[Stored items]
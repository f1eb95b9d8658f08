//! `mhsm-utils` is a collection of higher-level flows on top of `mhsm-agent`
//! for driving the long-running, eventually-consistent state transitions of a
//! managed HSM's data plane: the two-phase delete/purge lifecycle, the poller
//! family with its poll-until-done driver, and quorum-based security-domain
//! activation.
//!
//! Everything here is blocking from the caller's view: each flow occupies the
//! invoking task for the duration of its loop, suspending only at inter-probe
//! sleep points, and gives up only when its ambient deadline elapses.

#![deny(
    missing_docs,
    missing_debug_implementations,
    rustdoc::broken_intra_doc_links,
    rustdoc::private_intra_doc_links
)]

pub mod poll;
pub mod reclaim;
pub mod security_domain;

▸ **EXERCISE DESCRIPTION**:
Whenever a line in the data holds "only", copy that line.

▸ **ANSWER SECTION**:
//! invoking task for the duration of its loop, suspending only at inter-probe
//! sleep points, and gives up only when its ambient deadline elapses.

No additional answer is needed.